Par Marianne Modak, Haute Ecole de travail social et de la santé, Lausanne [1]

D’aussi loin qu’on l’étudie, la famille se caractérise autant par ses métamorphoses que par sa stabilité. Ce double processus de transformation et de continuité atteste de l’adaptabilité, de la résistance, ainsi que de l’innovation d’une institution face à son environnement (Goody, 2001) [2]. Aussi rapides et profonds puissent-ils apparaître, les bouleversements actuels de l’institution familiale ne constituent donc pas une spécificité de notre époque, ni la préfiguration de la « fin de la famille » comme certains ont pu le prédire dans les années septante. En revanche, ces profondes transformations alimentent, sur le plan des politiques sociales notamment, une question récurrente de l’étude sociologique de la famille : l’efficacité des nouvelles configurations familiales dans le maintien de l’ordre social et la protection des individus, l’enfant en particulier (Cicchelli-Pugeault & Cicchelli, 1998).

De plus, ce qui, me semble-t-il, caractérise l’histoire de la famille occidentale depuis une quarantaine d’années, c’est le contraste saisissant existant entre deux ordres de normativités, deux systèmes de références a priori opposés, qui orientent maintenant les manières de « faire famille ». D’un côté, le pluralisme des styles d’interactions et des modalités de régulation de l’intimité atteste de l’importance des prérogatives individuelles dans la définition des rapports entre le groupe familial et ses membres – hommes, femmes, enfants – estimés formellement égaux. D’un autre côté, la division sexuelle du travail qui continue de marquer profondément la prise en charge des responsabilités domestiques et de l’emploi, témoigne quant à elle de la force du système de genre dans la reproduction des inégalités par la famille, l’on tend d’ailleurs à minimiser en qualifiant le travail des mères de « normal », relevant de leurs qualités « naturelles ».

Vivre en famille, en constituer une, cela apparaît maintenant assez fortement conditionné par les interactions conduites dans la sphère privée, les institutions publiques (juridiques ou religieuses) tout comme les systèmes de parenté ayant perdu leur légitimité pour définir la « bonne » famille, la « bonne » parentalité. Comme le souligne un sociologue français, « les normes de la vie familiale ne se présentent plus (ou de moins en moins) comme des prescriptions, des règles de conduite à suivre sous peine de sanctions, légitimées par un magistère moral.
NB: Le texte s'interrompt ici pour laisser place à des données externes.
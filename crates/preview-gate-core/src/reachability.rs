use std::time::Duration;

use async_trait::async_trait;
use thiserror::Error;

use crate::error::{GateError, Result};
use crate::poller::{poll, PollBudget, Polled};

#[derive(Debug, Error)]
pub enum ProbeError {
    #[error("Url unavailable: {0}")]
    Http(#[from] reqwest::Error),

    /// For [`Probe`] implementations that do not go through reqwest.
    #[error("Url unavailable: {0}")]
    Unreachable(String),
}

/// One reachability check against a URL.
///
/// `Ok` carries the HTTP status code of whatever answered. Any answer counts:
/// a 404 still proves the host is serving.
#[async_trait]
pub trait Probe: Send + Sync {
    async fn probe(&self, url: &str) -> std::result::Result<u16, ProbeError>;
}

/// [`Probe`] backed by a plain `GET`. The body is never read.
pub struct HttpProbe {
    http: reqwest::Client,
}

impl HttpProbe {
    /// `request_timeout` bounds a single GET, including connecting.
    pub fn new(request_timeout: Duration) -> Result<Self> {
        let http = reqwest::Client::builder()
            .timeout(request_timeout)
            .build()
            .map_err(GateError::HttpClient)?;
        Ok(Self { http })
    }
}

#[async_trait]
impl Probe for HttpProbe {
    async fn probe(&self, url: &str) -> std::result::Result<u16, ProbeError> {
        let response = self.http.get(url).send().await?;
        Ok(response.status().as_u16())
    }
}

/// Probe `url` until anything answers, within `budget`.
pub async fn wait_for_url(probe: &dyn Probe, url: &str, budget: PollBudget) -> Result<Polled<u16>> {
    tracing::info!(%url, "waiting for a response");

    let awaiting = format!("Unable to connect to {url}");
    let polled = poll(budget, &awaiting, |_| probe.probe(url)).await?;

    tracing::info!(%url, status = polled.value, attempts = polled.attempts, "url is reachable");
    Ok(polled)
}

// ---------------------------------------------------------------------------
// Tests
// ---------------------------------------------------------------------------

#[cfg(test)]
mod tests {
    use super::*;
    use crate::testing::FakeProbe;

    fn budget() -> PollBudget {
        PollBudget::new(Duration::from_secs(6), Duration::from_millis(2000))
    }

    #[tokio::test]
    async fn ok_and_not_found_both_count_as_up() {
        let mut server = mockito::Server::new_async().await;
        let _ok = server.mock("GET", "/ok").with_status(200).create_async().await;
        let _missing = server.mock("GET", "/missing").with_status(404).create_async().await;

        let probe = HttpProbe::new(Duration::from_secs(5)).unwrap();

        let ok = wait_for_url(&probe, &format!("{}/ok", server.url()), budget())
            .await
            .unwrap();
        assert_eq!(ok, Polled { value: 200, attempts: 1 });

        let missing = wait_for_url(&probe, &format!("{}/missing", server.url()), budget())
            .await
            .unwrap();
        assert_eq!(missing, Polled { value: 404, attempts: 1 });
    }

    #[tokio::test]
    async fn connection_refused_is_not_up() {
        let probe = HttpProbe::new(Duration::from_secs(5)).unwrap();
        let err = probe.probe("http://127.0.0.1:1/").await.unwrap_err();
        assert!(matches!(err, ProbeError::Http(_)));
    }

    #[tokio::test(start_paused = true)]
    async fn retries_until_the_probe_answers() {
        let probe = FakeProbe::up_after(2);
        let polled = wait_for_url(&probe, "https://preview.example/pr-42", budget())
            .await
            .unwrap();
        assert_eq!(polled.attempts, 3);
        assert_eq!(probe.calls(), 3);
    }

    #[test]
    fn unreachable_reason_is_shown() {
        let err = ProbeError::Unreachable("connection refused".into());
        assert_eq!(err.to_string(), "Url unavailable: connection refused");
    }

    #[tokio::test(start_paused = true)]
    async fn never_reachable_times_out_naming_the_url() {
        let probe = FakeProbe::never_up();
        let err = wait_for_url(&probe, "https://preview.example/pr-42", budget())
            .await
            .unwrap_err();
        assert_eq!(
            err.to_string(),
            "Timeout reached: Unable to connect to https://preview.example/pr-42"
        );
        assert_eq!(probe.calls(), budget().iteration_count() as usize);
    }
}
Elles s’apparentent à des conseils, recommandations, persuasions » (Déchaux, 2010) parmi lesquels les individus font des « choix ».

Qu’est-ce qu’un « bon » parent « légitime » ?

Or, ces recommandations sont hétérogènes, relatives aux situations. Leur surabondance, associée au fait qu’aucune ne semble prévaloir, peut être désécurisante. Qu’est-ce qui légitime le « bon » parent et quelle est la « bonne » manière de l’être ? Certaines formes familiales sont-elles positives ou néfastes pour l’enfant ? Il n’existe pas, plus, de réponse univoque à ces questions. Ainsi, le droit prend-il acte des différentes configurations familiales, mais, selon la juriste bâloise Andrea Büchler, il ne place maintenant essentiellement sa mission prioritaire que dans la protection des droits de l’enfant (Büchler, 2008).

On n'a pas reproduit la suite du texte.